Reputation: 51
I have a problem with MySql I have a table with parsed informations from websites. A strange string interpretation appear:
the query
select id, address from pagesjaunes_test where address = substr(address,1,length(address)-1)
return a set of values instead of none
at beginning I executed functions as:
address = replace(address, '\n', '')
address = replace(address, '\t', '')
address = replace(address, '\r', '')
address = replace(address, '\r\n', '')
address = trim(address)
but the problem still persist.
Values of field 'address' have some french chars , but the query returned also values that contains only alfanumeric english chars.
Another test: I tried to check the length of strings and ... the strlen() from PHP and LENGTH() from MYSQL display different results!

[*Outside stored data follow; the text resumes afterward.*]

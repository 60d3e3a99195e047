//! Query-string parameters shared by the history endpoints.

use axum::extract::{FromRequestParts, Query};
use axum::http::request::Parts;
use plm_core::parsing::parse_tags;
use plm_history::HistoryFilter;
use serde::Deserialize;

use crate::error::AppError;

/// Page size when `limit` is absent or unparsable.
pub const DEFAULT_LIST_LIMIT: usize = 50;

/// Filters accepted by `/history`, `/projects`, `/projects/{id}/documents`
/// and `/documents/{id}/versions`.
///
/// Every value is kept as a string so a malformed number degrades to its
/// default instead of rejecting the request.
#[derive(Debug, Default, Deserialize)]
pub struct ListQuery {
    pub limit: Option<String>,
    pub project_id: Option<String>,
    pub state: Option<String>,
    pub event: Option<String>,
    pub owner: Option<String>,
    pub tags: Option<String>,
    /// Alias of `tags`.
    pub tag: Option<String>,
    pub revision: Option<String>,
    /// Alias of `revision`.
    pub revision_note: Option<String>,
    pub from: Option<String>,
    pub to: Option<String>,
}

impl ListQuery {
    /// Result cap: default 50, unparsable 50, negative 0 (unbounded).
    pub fn limit(&self) -> usize {
        match self.limit.as_deref().map(str::trim) {
            None | Some("") => DEFAULT_LIST_LIMIT,
            Some(raw) => match raw.parse::<i64>() {
                Ok(n) if n < 0 => 0,
                Ok(n) => usize::try_from(n).unwrap_or(usize::MAX),
                Err(_) => DEFAULT_LIST_LIMIT,
            },
        }
    }

    pub fn to_filter(&self) -> HistoryFilter {
        let text = |value: &Option<String>| value.as_deref().unwrap_or_default().trim().to_string();
        let first = |primary: &Option<String>, alias: &Option<String>| {
            let primary = text(primary);
            if primary.is_empty() {
                text(alias)
            } else {
                primary
            }
        };

        HistoryFilter {
            project_id: text(&self.project_id),
            state: text(&self.state),
            event: text(&self.event),
            owner: text(&self.owner),
            tags: parse_tags(&first(&self.tags, &self.tag)),
            revision: first(&self.revision, &self.revision_note),
            from: text(&self.from),
            to: text(&self.to),
        }
    }
}

impl<S: Send + Sync> FromRequestParts<S> for ListQuery {
    type Rejection = AppError;

    async fn from_request_parts(parts: &mut Parts, state: &S) -> Result<Self, Self::Rejection> {
        let Query(query) = Query::<ListQuery>::from_request_parts(parts, state)
            .await
            .map_err(|e| AppError::BadRequest(e.body_text()))?;
        Ok(query)
    }
}
use crate::entry::HistoryEntry;

/// Typed filter shared by every history query.
///
/// Empty fields do not constrain the result.
#[derive(Debug, Clone, Default, PartialEq, Eq)]
pub struct HistoryFilter {
    /// Exact project id.
    pub project_id: String,
    /// Exact lifecycle state name.
    pub state: String,
    /// Event kind, compared case-insensitively.
    pub event: String,
    /// Owner, compared case-insensitively.
    pub owner: String,
    /// Every tag must be present on the entry (case-insensitive).
    pub tags: Vec<String>,
    /// Case-insensitive substring of the revision note.
    pub revision: String,
    /// Inclusive lower bound on `created_at`.
    pub from: String,
    /// Inclusive upper bound on `created_at`.
    pub to: String,
}

impl HistoryFilter {
    pub fn matches(&self, entry: &HistoryEntry) -> bool {
        if !self.project_id.is_empty() && entry.project_id != self.project_id {
            return false;
        }
        if !self.state.is_empty() && entry.state.as_str() != self.state {
            return false;
        }
        let event = self.event.trim();
        if !event.is_empty() && !entry.event.as_str().eq_ignore_ascii_case(event) {
            return false;
        }
        if !self.matches_metadata(entry) {
            return false;
        }
        let created = entry.created_at.as_str();
        if !created.is_empty() {
            if !self.from.is_empty() && created < self.from.as_str() {
                return false;
            }
            if !self.to.is_empty() && created > self.to.as_str() {
                return false;
            }
        }
        true
    }

    fn matches_metadata(&self, entry: &HistoryEntry) -> bool {
        if !self.owner.is_empty() && entry.owner.to_lowercase() != self.owner.to_lowercase() {
            return false;
        }
        if !self.tags.is_empty() {
            let present: Vec<String> = entry.tags.iter().map(|t| t.to_lowercase()).collect();
            if !self
                .tags
                .iter()
                .all(|required| present.contains(&required.to_lowercase()))
            {
                return false;
            }
        }
        if !self.revision.is_empty()
            && !entry
                .revision_note
                .to_lowercase()
                .contains(&self.revision.to_lowercase())
        {
            return false;
        }
        true
    }
}
use std::fs::File;
use std::io::{self, BufRead, BufReader};
use std::path::Path;

use anyhow::{anyhow, Context, Result};
use bptree_db::{Key, Tree};

/// Line-oriented command harness for exercising a `Tree` the same way an
/// external caller would: `i <key>` insert, `d <key>` delete, `p` print,
/// `f <path>` insert every key from a file (one per line), `c <path>`
/// delete every key from a file, `q` quit. Grounded on
/// `examples/original_source/btree/b_tree_test.go`'s `Test_PrintBtree`
/// transcript loop; a plain integer argument is taken as `main` with
/// `sub = 0` (`Key::from`).
fn main() -> Result<()> {
    let tree = Tree::open(Path::new("bptree-cli.db"), 32, 256)?;
    let stdin = io::stdin();
    run(&tree, stdin.lock())?;
    tree.close()?;
    Ok(())
}

fn run(tree: &Tree, input: impl BufRead) -> Result<()> {
    for line in input.lines() {
        let line = line?;
        let line = line.trim();
        if line.is_empty() {
            continue;
        }
        let (cmd, arg) = match line.split_once(' ') {
            Some((cmd, arg)) => (cmd, arg.trim()),
            None => (line, ""),
        };

        match cmd {
            "i" => {
                let key = parse_key(arg)?;
                if let Err(err) = tree.insert(key, key.main) {
                    eprintln!("insert {}: {err}", key.main);
                }
            }
            "d" => {
                let key = parse_key(arg)?;
                if let Err(err) = tree.delete(key) {
                    eprintln!("delete {}: {err}", key.main);
                }
            }
            "p" => {
                for (key, value) in tree.iter()? {
                    println!("{} -> {}", key.main, value);
                }
            }
            "f" => insert_from_file(tree, arg)?,
            "c" => delete_from_file(tree, arg)?,
            "q" => break,
            other => eprintln!("unrecognized command: {other}"),
        }
    }
    Ok(())
}

fn parse_key(arg: &str) -> Result<Key> {
    let main: i64 = arg
        .parse()
        .map_err(|_| anyhow!("expected an integer key, got {arg:?}"))?;
    Ok(Key::from(main))
}

fn insert_from_file(tree: &Tree, path: &str) -> Result<()> {
    let file = File::open(path).with_context(|| format!("opening {path}"))?;
    for line in BufReader::new(file).lines() {
        let line = line?;
        let line = line.trim();
        if line.is_empty() {
            continue;
        }
        let key = parse_key(line)?;
        if let Err(err) = tree.insert(key, key.main) {
            eprintln!("insert {}: {err}", key.main);
        }
    }
    Ok(())
}

fn delete_from_file(tree: &Tree, path: &str) -> Result<()> {
    let file = File::open(path).with_context(|| format!("opening {path}"))?;
    for line in BufReader::new(file).lines() {
        let line = line?;
        let line = line.trim();
        if line.is_empty() {
            continue;
        }
        let key = parse_key(line)?;
        if let Err(err) = tree.delete(key) {
            eprintln!("delete {}: {err}", key.main);
        }
    }
    Ok(())
}

#[cfg(test)]
mod tests {
    use super::*;
    use uuid::Uuid;

    fn test_tree() -> Tree {
        let dir = std::env::temp_dir().join("bptree-cli-tests");
        std::fs::create_dir_all(&dir).unwrap();
        let path = dir.join(format!("test_{}.db", Uuid::new_v4()));
        Tree::open(&path, 4, 16).unwrap()
    }

    #[test]
    fn insert_print_delete_transcript() {
        let tree = test_tree();
        run(&tree, "i 1\ni 2\ni 3\nd 2\np\nq\n".as_bytes()).unwrap();
        let remaining: Vec<_> = tree.iter().unwrap().map(|(k, _)| k.main).collect();
        assert_eq!(remaining, vec![1, 3]);
    }

    #[test]
    fn unknown_command_does_not_abort_the_transcript() {
        let tree = test_tree();
        run(&tree, "z 9\ni 1\nq\n".as_bytes()).unwrap();
        assert_eq!(tree.search(Key::from(1)).unwrap(), Some(1));
    }
}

Somewhere difference is by 2 chars, somewhere by 1 character without a specific "rule".
Visual I can't see any space or tabs or something else.
After I modified an address manualy(I deleted all string and I wrote it again), the problem is solved, but I have ~ 6000 values, so this is not a solution :)
What can be the problem?
I suppose that strings can have something as an "empty char", but how to detect and remove it?
Thanks
P.S. the problem is not just length. I need to join this table with other one and using a condition that check if values from fields 'address' are equals. Even if the fields have the same collation and tables have the same collation, query returns that no addresses match
E.g.
For query:
SELECT p.address,char_length(p.address) , r.address, char_length(r.address)
FROM `pagesjaunes_test` p
LEFT JOIN restaurants r on p.name=r.name
WHERE
p.postal_code=r.postal_code
and p.address!=r.address
and p.phone=''
and p.cuisines=''
LIMIT 10
So: p.address!=r.address
The result is:
+-------------------------------------+------------------------+--------------------------+------------------------+ | address | char_length(p.address) | address | char_length(r.address) | +-------------------------------------+------------------------+--------------------------+------------------------+ | Dupin Marc13 quai Grands Augustins | 34 | 13 quai Grands Augustins | 24 | | 39 r Montpensier | 16 | 39 r Montpensier | 16 | | 8 r Lord Byron | 14 | 3 r Balzac | 10 | | 162 r Vaugirard | 15 | 162 r Vaugirard | 15 | | 32 r Goutte d'Or | 16 | 32 r Goutte d'Or | 16 | | 2 r Casimir Périer | 18 | 2 r Casimir Périer | 18 | | 20 r Saussier Leroy | 19 | 20 r Saussier Leroy | 19 | | Senes Douglas22 r Greneta | 25 | 22 r Greneta | 12 | | Ngov Ly Mey44 r Tolbiac | 23 | 44 r Tolbiac | 12 | | 33 r N-D de Nazareth | 20 | 33 r N-D de Nazareth | 20 | +-------------------------------------+------------------------+--------------------------+------------------------+
As you see, "162 r Vaugirard", "20 r Saussier Leroy" contains only ASCII chars, have the same length but aren't equals!
Upvotes: 0
Views: 802
Reputation: 51
Finally, I found the problem. After changed collation to ascii_general_ci all non-ascii chars was transformed to "?". Some spaces also was replaced with "?". After check initial values, function ORD() from MySQL returned 160 (instead of 32) for these spaces. So,
UPDATE pagesjaunes_test SET address = TRIM(REPLACE(REPLACE(address, CHAR(160), ' '), ' ',' ')
resolved my question.
Upvotes: 0
Reputation: 43474
The official documentation says:
Returns the length of the string str, measured in bytes. A multi-byte character counts as multiple bytes. This means that for a string containing five two-byte characters, LENGTH() returns 10, whereas CHAR_LENGTH() returns 5.
So, use CHAR_LENGTH
instead :)
select id, address from pagesjaunes_test
where address = substr(address, 1, char_length(address) - 1)
Upvotes: 1
Reputation: 35
Maybe have a look at the encoding of the mysql text fields - UTF8 encodes most of its characters with 2 bytes - only a small subset of UTF8 (ASCII characters for example) get encoded with one byte.
MySQL knows UTF8 and counts right. PHP text functions aren't UTF8 aware and count the bytes itself.
So if PHP counts more than MYSQL, this is probably the cause and you could have a look at utf8decode.
br from Salzburg!
Upvotes: 3